Quote:
Originally Posted by rainbow8
I was ashamed at the time because the basic need for love got sexualized and mixed up with adult needs. We're adults now, so that basic need, which is love for a parent, is shameful to us. We turn it into a more adult kind of love, which can produce more feelings of shame.
Love for a T also has the component of transference. We feel for the T what we want to feel or have felt for other important persons in our life. We feel the feelings more strongly, too. When we're angry at T, we're really bitterly angry! When we love our T, we totally love her or him! There doesn't seem to be a middle ground.

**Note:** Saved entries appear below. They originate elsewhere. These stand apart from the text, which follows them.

use dexshrink_core::DexType;
use dexshrink_ir::{AppView, ClassInitializerSideEffect, ClassInitializerSideEffectAnalysis};
use proptest::prelude::*;

const PRELUDE: &str = "
class LEnv; {
  static field flag I
  static field array [I
}
class LOther; {
  static field y I
  method static run()V {
  block0:
    return
  }
  method static pure()I no-side-effects
}
";

/// One straight-line fragment of a generated `LA;.<clinit>`.
#[derive(Debug, Clone)]
enum Stmt {
    OwnConst(i32),
    OwnFromEnv,
    OwnFromCall,
    ForeignWrite(i32),
    CallRun,
    LocalArray { size: i32, index: i32 },
    ForeignArray,
    GuardedOwn(i32),
    PublishArray(i32),
}

#[derive(Debug, Clone, Copy, PartialEq, Eq, PartialOrd, Ord)]
enum Observed {
    Nothing,
    OwnWrite,
    EnvironmentDependentWrite,
    ForeignEffect,
}

impl Stmt {
    fn observed(&self) -> Observed {
        match self {
            Stmt::OwnConst(_) | Stmt::PublishArray(_) => Observed::OwnWrite,
            Stmt::OwnFromEnv | Stmt::OwnFromCall | Stmt::GuardedOwn(_) => {
                Observed::EnvironmentDependentWrite
            }
            Stmt::ForeignWrite(_) | Stmt::CallRun | Stmt::ForeignArray => Observed::ForeignEffect,
            Stmt::LocalArray { size, index } if index >= size => Observed::ForeignEffect,
            Stmt::LocalArray { .. } => Observed::Nothing,
        }
    }
}

fn stmt() -> impl Strategy<Value = Stmt> {
    prop_oneof![
        any::<i32>().prop_map(Stmt::OwnConst),
        Just(Stmt::OwnFromEnv),
        Just(Stmt::OwnFromCall),
        any::<i32>().prop_map(Stmt::ForeignWrite),
        Just(Stmt::CallRun),
        (0..4i32, 0..4i32).prop_map(|(size, index)| Stmt::LocalArray { size, index }),
        Just(Stmt::ForeignArray),
        any::<i32>().prop_map(Stmt::GuardedOwn),
        (0..4i32).prop_map(Stmt::PublishArray),
    ]
}

struct Emitter {
    lines: Vec<String>,
    next_value: usize,
    next_block: usize,
}

impl Emitter {
    fn value(&mut self) -> String {
        self.next_value += 1;
        format!("v{}", self.next_value - 1)
    }

    fn emit(&mut self, line: String) {
        self.lines.push(line);
    }

    fn stmt(&mut self, stmt: &Stmt) {
        match stmt {
            Stmt::OwnConst(k) => {
                let v = self.value();
                self.emit(format!("{v} = const {k}"));
                self.emit(format!("sput LA;->x:I {v}"));
            }
            Stmt::OwnFromEnv => {
                let v = self.value();
                self.emit(format!("{v} = sget LEnv;->flag:I"));
                self.emit(format!("sput LA;->x:I {v}"));
            }
            Stmt::OwnFromCall => {
                let v = self.value();
                self.emit(format!("{v} = invoke-static LOther;->pure()I"));
                self.emit(format!("sput LA;->x:I {v}"));
            }
            Stmt::ForeignWrite(k) => {
                let v = self.value();
                self.emit(format!("{v} = const {k}"));
                self.emit(format!("sput LOther;->y:I {v}"));
            }
            Stmt::CallRun => self.emit("invoke-static LOther;->run()V".to_string()),
            Stmt::LocalArray { size, index } => {
                let (s, a, i) = (self.value(), self.value(), self.value());
                self.emit(format!("{s} = const {size}"));
                self.emit(format!("{a} = new-array [I {s}"));
                self.emit(format!("{i} = const {index}"));
                self.emit(format!("aput {a} {i} {s}"));
            }
            Stmt::ForeignArray => {
                let (a, i) = (self.value(), self.value());
                self.emit(format!("{a} = sget LEnv;->array:[I"));
                self.emit(format!("{i} = const 0"));
                self.emit(format!("aput {a} {i} {i}"));
            }
            Stmt::GuardedOwn(k) => {
                let (c, v) = (self.value(), self.value());
                let (then, join) = (self.next_block, self.next_block + 1);
                self.next_block += 2;
                self.emit(format!("{c} = sget LEnv;->flag:I"));
                self.emit(format!("if-eqz {c} block{then} block{join}"));
                self.emit(format!("block{then}:"));
                self.emit(format!("{v} = const {k}"));
                self.emit(format!("sput LA;->x:I {v}"));
                self.emit(format!("goto block{join}"));
                self.emit(format!("block{join}:"));
            }
            Stmt::PublishArray(size) => {
                let (s, a) = (self.value(), self.value());
                self.emit(format!("{s} = const {size}"));
                self.emit(format!("{a} = new-array [I {s}"));
                self.emit(format!("sput LA;->a:[I {a}"));
            }
        }
    }
}

fn render(stmts: &[Stmt]) -> String {
    let mut emitter = Emitter {
        lines: vec!["block0:".to_string()],
        next_value: 0,
        next_block: 1,
    };
    for stmt in stmts {
        emitter.stmt(stmt);
    }
    emitter.emit("return".to_string());
    format!(
        "{PRELUDE}class LA; {{\n  static field x I\n  static field a [I\n  method static <clinit>()V {{\n{}\n  }}\n}}\n",
        emitter.lines.join("\n")
    )
}

fn expected(stmts: &[Stmt]) -> ClassInitializerSideEffect {
    match stmts.iter().map(Stmt::observed).max() {
        None | Some(Observed::Nothing) => ClassInitializerSideEffect::None,
        Some(Observed::OwnWrite) => ClassInitializerSideEffect::SideEffectsThatCanBePostponed,
        Some(Observed::EnvironmentDependentWrite) | Some(Observed::ForeignEffect) => {
            ClassInitializerSideEffect::SideEffectsThatCannotBePostponed
        }
    }
}

fn classify(app: &AppView) -> ClassInitializerSideEffect {
    let clinit = app
        .factory()
        .create_class_initializer(DexType::new("LA;"));
    let code = app
        .method_definition(&clinit)
        .and_then(|method| method.code.as_ref())
        .expect("LA; has a class initializer");
    ClassInitializerSideEffectAnalysis::class_initializer_can_be_postponed(app, code)
}

proptest! {
    #[test]
    fn classification_matches_observable_behavior(stmts in prop::collection::vec(stmt(), 0..8)) {
        let source = render(&stmts);
        let app = AppView::read_text(&source).expect("generated program should parse");
        let verdict = classify(&app);

        let touches_outside = stmts.iter().any(|s| s.observed() == Observed::ForeignEffect);
        if touches_outside {
            prop_assert!(verdict.cannot_be_postponed(), "{}", source);
        }
        prop_assert_eq!(verdict, expected(&stmts), "{}", source);
    }

    #[test]
    fn classification_is_deterministic(stmts in prop::collection::vec(stmt(), 0..8)) {
        let app = AppView::read_text(&render(&stmts)).expect("generated program should parse");
        prop_assert_eq!(classify(&app), classify(&app));
    }
}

This is my experience but it may be different for you. The shame comes also from thinking that I'm not allowed to have these strong feelings for my T. They aren't normal is the way my mind goes. But they are normal, for therapy and for "real life" too. The shame also comes from knowing that my T is noticing my strong feelings for her. Does she think I'm weird? She doesn't, but still, those thoughts produce shame.
I hope some of this helps you. Hopefully others will shed some more light on it. What helps me is to tell my T that I feel ashamed of my feelings for her. But I have to because that's my "pattern" and what I'm working on in therapy.    
|
This is a brillliant explanation - thank-u it answers many things for me - I suppose that all T's know this happens - besides assuming that they have gone through therapy themselves, they probably know exactly what is going on behind the facade we may display and at what point we may reveal it - like I know what you know, but you may not know that I know what you know and I know you can't say what it is that we both know.
So maybe it is lost child feelings coming out as an adult that are all mixed up - I guess early sexualisation can also confuse things.